Film-making has become global. And even when it’s local, members of the film-making team seem to be spread out all over town. During certain times of the film-making process, it seems one needs to be in multiple places at once to finish the film. In our new Digital Studio Center we can actually make that happen. Our Global Collaboration Theater has been designed so that you can plug into image Review and Approval, Color/Digital Intermediate, Picture and Sound Editorial and creative collaboration all over the world. We are literally defining and designing the ability to talk to, look at, and create with multiple global creative collaborators in one place.
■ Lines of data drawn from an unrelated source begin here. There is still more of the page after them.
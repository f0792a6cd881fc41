use crate::red_black_tree::node::{Color, Node};
use compare::Compare;
use std::cmp::Ordering;
use std::mem;

pub type Tree<T> = Option<Box<Node<T>>>;

pub fn is_red<T>(tree: &Tree<T>) -> bool {
    match tree {
        None => false,
        Some(ref node) => node.color == Color::Red,
    }
}

// reddens the root ahead of a removal so that the descent can borrow from it
pub fn fix_root<T>(tree: &mut Tree<T>) {
    if let Some(ref mut node) = tree {
        if !is_red(&node.left) && !is_red(&node.right) {
            node.color = Color::Red;
        }
    }
}

pub fn blacken_root<T>(tree: &mut Tree<T>) {
    if let Some(ref mut node) = tree {
        node.color = Color::Black;
    }
}

pub fn insert<T, C>(tree: &mut Tree<T>, element: T, cmp: &C) -> bool
where
    C: Compare<T>,
{
    let inserted = match tree {
        Some(ref mut node) => match cmp.compare(&element, &node.element) {
            Ordering::Less => insert(&mut node.left, element, cmp),
            Ordering::Greater => insert(&mut node.right, element, cmp),
            Ordering::Equal => return false,
        },
        None => {
            *tree = Some(Box::new(Node::new(element)));
            return true;
        },
    };

    let node = tree.as_mut().expect("Expected non-empty tree.");

    if is_red(&node.right) && !is_red(&node.left) {
        node.rotate_left();
    }

    let should_rotate = {
        if let Some(ref child) = node.left {
            child.color == Color::Red && is_red(&child.left)
        } else {
            false
        }
    };
    if should_rotate {
        node.rotate_right();
    }

    if is_red(&node.left) && is_red(&node.right) {
        node.flip_colors();
    }

    inserted
}

// precondition: the element is present in the tree
pub fn remove<T, C>(tree: &mut Tree<T>, element: &T, cmp: &C) -> Option<T>
where
    C: Compare<T>,
{
    let removed = match tree.take() {
        Some(mut node) => {
            if cmp.compares_lt(element, &node.element) {
                let should_shift = {
                    if let Some(ref child) = node.left {
                        child.color != Color::Red && !is_red(&child.left)
                    } else {
                        false
                    }
                };
                if should_shift {
                    node.shift_left();
                }

                let removed = remove(&mut node.left, element, cmp);
                *tree = Some(node);
                removed
            } else {
                if is_red(&node.left) {
                    node.rotate_right();
                }

                if cmp.compares_eq(element, &node.element) && node.right.is_none() {
                    assert!(node.left.is_none());
                    return Some(node.element);
                }

                let should_shift = {
                    if let Some(ref child) = node.right {
                        child.color != Color::Red && !is_red(&child.left)
                    } else {
                        false
                    }
                };
                if should_shift {
                    node.shift_right();
                }

                if cmp.compares_eq(element, &node.element) {
                    let successor = remove_min(&mut node.right)
                        .expect("Expected a non-empty right subtree.");
                    let removed = mem::replace(&mut node.element, successor);
                    *tree = Some(node);
                    Some(removed)
                } else {
                    let removed = remove(&mut node.right, element, cmp);
                    *tree = Some(node);
                    removed
                }
            }
        },
        None => return None,
    };

    let node = tree.as_mut().expect("Expected non-empty tree.");
    node.balance();

    removed
}

pub fn remove_min<T>(tree: &mut Tree<T>) -> Option<T> {
    if let Some(ref mut node) = tree {
        if node.left.is_some() {
            let should_shift = {
                if let Some(ref child) = node.left {
                    child.color != Color::Red && !is_red(&child.left)
                } else {
                    false
                }
            };
            if should_shift {
                node.shift_left();
            }

            let removed = remove_min(&mut node.left);
            node.balance();
            return removed;
        }
    }

    match tree.take() {
        Some(mut node) => {
            *tree = node.right.take();
            let Node { element, .. } = *node;
            Some(element)
        },
        None => None,
    }
}

pub fn contains<T, C>(tree: &Tree<T>, element: &T, cmp: &C) -> bool
where
    C: Compare<T>,
{
    tree.as_ref().map_or(false, |node| {
        match cmp.compare(element, &node.element) {
            Ordering::Less => contains(&node.left, element, cmp),
            Ordering::Greater => contains(&node.right, element, cmp),
            Ordering::Equal => true,
        }
    })
}

pub fn min<T>(tree: &Tree<T>) -> Option<&T> {
    tree.as_ref().map(|node| {
        let mut curr = node;
        while let Some(ref left_node) = curr.left {
            curr = left_node;
        }
        &curr.element
    })
}

pub fn max<T>(tree: &Tree<T>) -> Option<&T> {
    tree.as_ref().map(|node| {
        let mut curr = node;
        while let Some(ref right_node) = curr.right {
            curr = right_node;
        }
        &curr.element
    })
}
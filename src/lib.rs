//! Two self-balancing ordered sets behind one contract: an AVL tree that bounds the height
//! difference between sibling subtrees, and a left-leaning red-black tree that bounds the ratio
//! of the longest to shortest root-to-leaf path.
//!
//! Both sets order their elements by an injected comparator (defaulting to the natural order of
//! the element type) and support insertion, removal, membership tests, minimum and maximum
//! retrieval, minimum removal, and in-order traversal. All operations are synchronous and
//! single-threaded; consumers that share a set across threads must supply their own mutual
//! exclusion.

pub mod avl_tree;
pub mod red_black_tree;
mod sorted_set;

pub use self::sorted_set::{Error, Result, SortedSet};
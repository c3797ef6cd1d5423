//! Principal identities.
//!
//! A principal is identified by its Ed25519 public key. The store never
//! verifies signatures itself: the caller identity handed to an operation
//! is assumed to be authenticated by whoever submitted the call.

use ed25519_dalek::SigningKey;
use serde::{Deserialize, Serialize};
use std::fmt;

use crate::error::{CoreError, Result};

/// A 32-byte Ed25519 public key identifying a calling party.
#[derive(Clone, Copy, PartialEq, Eq, PartialOrd, Ord, Hash, Serialize, Deserialize)]
pub struct Principal(pub [u8; 32]);

impl Principal {
    /// Create from raw bytes.
    pub const fn from_bytes(bytes: [u8; 32]) -> Self {
        Self(bytes)
    }

    /// Get the raw bytes.
    pub const fn as_bytes(&self) -> &[u8; 32] {
        &self.0
    }

    /// Convert to hex string.
    pub fn to_hex(&self) -> String {
        hex::encode(self.0)
    }

    /// Parse from hex string.
    pub fn from_hex(s: &str) -> Result<Self> {
        let bytes = hex::decode(s).map_err(|e| CoreError::InvalidPrincipal(e.to_string()))?;
        Self::try_from(bytes.as_slice())
    }
}

impl fmt::Debug for Principal {
    fn fmt(&self, f: &mut fmt::Formatter<'_>) -> fmt::Result {
        write!(f, "Principal({}...)", &self.to_hex()[..8])
    }
}

impl fmt::Display for Principal {
    fn fmt(&self, f: &mut fmt::Formatter<'_>) -> fmt::Result {
        write!(f, "{}", &self.to_hex()[..16])
    }
}

impl AsRef<[u8]> for Principal {
    fn as_ref(&self) -> &[u8] {
        &self.0
    }
}

impl From<[u8; 32]> for Principal {
    fn from(bytes: [u8; 32]) -> Self {
        Self(bytes)
    }
}

impl TryFrom<&[u8]> for Principal {
    type Error = CoreError;

    fn try_from(slice: &[u8]) -> Result<Self> {
        let arr: [u8; 32] = slice.try_into().map_err(|_| {
            CoreError::InvalidPrincipal(format!("expected 32 bytes, got {}", slice.len()))
        })?;
        Ok(Self(arr))
    }
}

/// A keypair owning a principal identity.
///
/// This wraps ed25519-dalek's SigningKey.
#[derive(Clone)]
pub struct Keypair {
    signing_key: SigningKey,
}

impl Keypair {
    /// Generate a new random keypair.
    pub fn generate() -> Self {
        let mut rng = rand::thread_rng();
        let signing_key = SigningKey::generate(&mut rng);
        Self { signing_key }
    }

    /// Create from a 32-byte seed.
    pub fn from_seed(seed: &[u8; 32]) -> Self {
        let signing_key = SigningKey::from_bytes(seed);
        Self { signing_key }
    }

    /// The principal this keypair speaks for.
    pub fn principal(&self) -> Principal {
        Principal(self.signing_key.verifying_key().to_bytes())
    }

    /// Get the raw seed bytes (secret key material).
    pub fn seed(&self) -> [u8; 32] {
        self.signing_key.to_bytes()
    }
}

impl fmt::Debug for Keypair {
    fn fmt(&self, f: &mut fmt::Formatter<'_>) -> fmt::Result {
        write!(f, "Keypair({:?})", self.principal())
    }
}
//! Error types for the permissions module.

use blocknotes_core::{NoteId, Principal};
use thiserror::Error;

/// Errors that can occur during permission checks.
#[derive(Debug, Error, Clone, PartialEq, Eq)]
pub enum PermsError {
    /// The caller may not read the note.
    #[error("unauthorized access to note {note_id} by {caller}")]
    Unauthorized { note_id: NoteId, caller: Principal },

    /// The caller attempted an owner-only mutation.
    #[error("{caller} is not the owner of note {note_id}")]
    NotOwner { note_id: NoteId, caller: Principal },
}

/// Result type for permission operations.
pub type Result<T> = std::result::Result<T, PermsError>;
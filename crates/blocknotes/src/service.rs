//! Shared handle for concurrent callers.
//!
//! [`Notes`] serializes mutations through `&mut self`. When several tasks
//! need the same registry, [`NotesService`] puts it behind one async mutex:
//! every operation, reads included, runs to completion before the next one
//! starts.
//!
//! Mutations run on a spawned task. Dropping the returned future, for example
//! under `tokio::time::timeout`, detaches the caller but the mutation still
//! finishes, so a stored write is never left without its event.

use std::future::Future;
use std::sync::Arc;

use tokio::sync::{broadcast, Mutex};

use blocknotes_core::{Amount, NoteEvent, NoteId, Principal, Visibility};
use blocknotes_store::Store;

use crate::config::NotesConfig;
use crate::error::Result;
use crate::guard::Refund;
use crate::registry::{NoteView, Notes};

/// Cloneable single-writer handle to a [`Notes`] registry.
pub struct NotesService<S: Store> {
    inner: Arc<Mutex<Notes<S>>>,
}

impl<S: Store> Clone for NotesService<S> {
    fn clone(&self) -> Self {
        Self {
            inner: Arc::clone(&self.inner),
        }
    }
}

impl<S: Store + 'static> NotesService<S> {
    /// Create a service over a fresh registry.
    pub fn new(store: S, config: NotesConfig) -> Self {
        Self::from_registry(Notes::new(store, config))
    }

    /// Wrap an existing registry.
    pub fn from_registry(notes: Notes<S>) -> Self {
        Self {
            inner: Arc::new(Mutex::new(notes)),
        }
    }

    pub async fn create(
        &self,
        caller: &Principal,
        content: &str,
        visibility: Visibility,
    ) -> Result<NoteId> {
        let inner = Arc::clone(&self.inner);
        let (caller, content) = (*caller, content.to_owned());
        run_detached(async move {
            inner.lock().await.create(&caller, &content, visibility).await
        })
        .await
    }

    pub async fn read(&self, id: NoteId, caller: &Principal) -> Result<NoteView> {
        self.inner.lock().await.read(id, caller).await
    }

    pub async fn share_with(
        &self,
        id: NoteId,
        grantee: Principal,
        caller: &Principal,
    ) -> Result<()> {
        let inner = Arc::clone(&self.inner);
        let caller = *caller;
        run_detached(async move { inner.lock().await.share_with(id, grantee, &caller).await }).await
    }

    pub async fn change_visibility(
        &self,
        id: NoteId,
        visibility: Visibility,
        caller: &Principal,
    ) -> Result<()> {
        let inner = Arc::clone(&self.inner);
        let caller = *caller;
        run_detached(async move {
            inner
                .lock()
                .await
                .change_visibility(id, visibility, &caller)
                .await
        })
        .await
    }

    pub async fn delete_note(&self, id: NoteId, caller: &Principal) -> Result<()> {
        let inner = Arc::clone(&self.inner);
        let caller = *caller;
        run_detached(async move { inner.lock().await.delete_note(id, &caller).await }).await
    }

    pub async fn is_shared_with(&self, id: NoteId, grantee: &Principal) -> Result<bool> {
        self.inner.lock().await.is_shared_with(id, grantee).await
    }

    pub async fn receive_value(&self, sender: Principal, amount: Amount) -> Refund {
        self.inner.lock().await.receive_value(sender, amount)
    }

    pub async fn balance(&self) -> Amount {
        self.inner.lock().await.balance()
    }

    /// Subscribe to events emitted from now on.
    pub async fn subscribe(&self) -> broadcast::Receiver<NoteEvent> {
        self.inner.lock().await.subscribe()
    }

    /// Take all journaled events.
    pub async fn drain_events(&self) -> Vec<NoteEvent> {
        self.inner.lock().await.drain_events()
    }

    /// Run a closure with exclusive access to the registry.
    pub async fn with_registry<T>(&self, f: impl FnOnce(&mut Notes<S>) -> T) -> T {
        let mut guard = self.inner.lock().await;
        f(&mut guard)
    }
}

/// Drive `task` on its own tokio task and wait for it.
async fn run_detached<T, F>(task: F) -> Result<T>
where
    T: Send + 'static,
    F: Future<Output = Result<T>> + Send + 'static,
{
    tokio::spawn(task).await?
}

#[cfg(test)]
mod tests {
    use super::*;
    use blocknotes_core::Keypair;
    use blocknotes_store::MemoryStore;

    #[tokio::test(flavor = "multi_thread", worker_threads = 4)]
    async fn test_concurrent_creates_get_distinct_sequential_ids() {
        let service = NotesService::new(MemoryStore::new(), NotesConfig::default());
        let owner = Keypair::from_seed(&[1; 32]).principal();

        let mut handles = Vec::new();
        for i in 0..32 {
            let service = service.clone();
            handles.push(tokio::spawn(async move {
                service
                    .create(&owner, &format!("note {}", i), Visibility::Private)
                    .await
            }));
        }

        let mut ids = Vec::new();
        for handle in handles {
            ids.push(handle.await.unwrap().unwrap().get());
        }
        ids.sort_unstable();

        assert_eq!(ids, (1..=32).collect::<Vec<u64>>());
        assert_eq!(service.drain_events().await.len(), 32);
    }

    #[tokio::test]
    async fn test_service_round_trip() {
        let service = NotesService::new(MemoryStore::new(), NotesConfig::default());
        let owner = Keypair::from_seed(&[1; 32]).principal();
        let friend = Keypair::from_seed(&[2; 32]).principal();
        let mut rx = service.subscribe().await;

        let id = service.create(&owner, "shared", Visibility::Shared).await.unwrap();
        service.share_with(id, friend, &owner).await.unwrap();

        assert_eq!(service.read(id, &friend).await.unwrap().content, "shared");
        assert!(service.is_shared_with(id, &friend).await.unwrap());
        assert_eq!(rx.recv().await.unwrap().kind_name(), "created");
        assert_eq!(rx.recv().await.unwrap().kind_name(), "shared");

        let count = service.with_registry(|notes| notes.events().len()).await;
        assert_eq!(count, 2);
    }
}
Conference rooms with tele-presence cameras are good for certain kinds of meetings and collaboration, but we hope that our new Global Collaboration Theater will re-define how work with partners, vendors and creative staff can take place over secure high-speed, high-quality, network connections that will allow you and your team to transport themselves into one virtual room. Now that’s cool!
Of Dreams and Magic
Our new Digital Studio Center has been thoughtfully and specifically designed as a space and place to do our best work. We are looking forward to sharing more of our vision with our colleagues and filmmakers as we build this next chapter in services and technical infrastructure here at the Walt Disney Studios. Our team is proud to have inherited Walt Disney’s legacy which drove him to build his Burbank Studio with a dream to create a special place to make films filled with magic and creative innovation. We plan to make our new home one that will continue to fulfill that dream well into the future.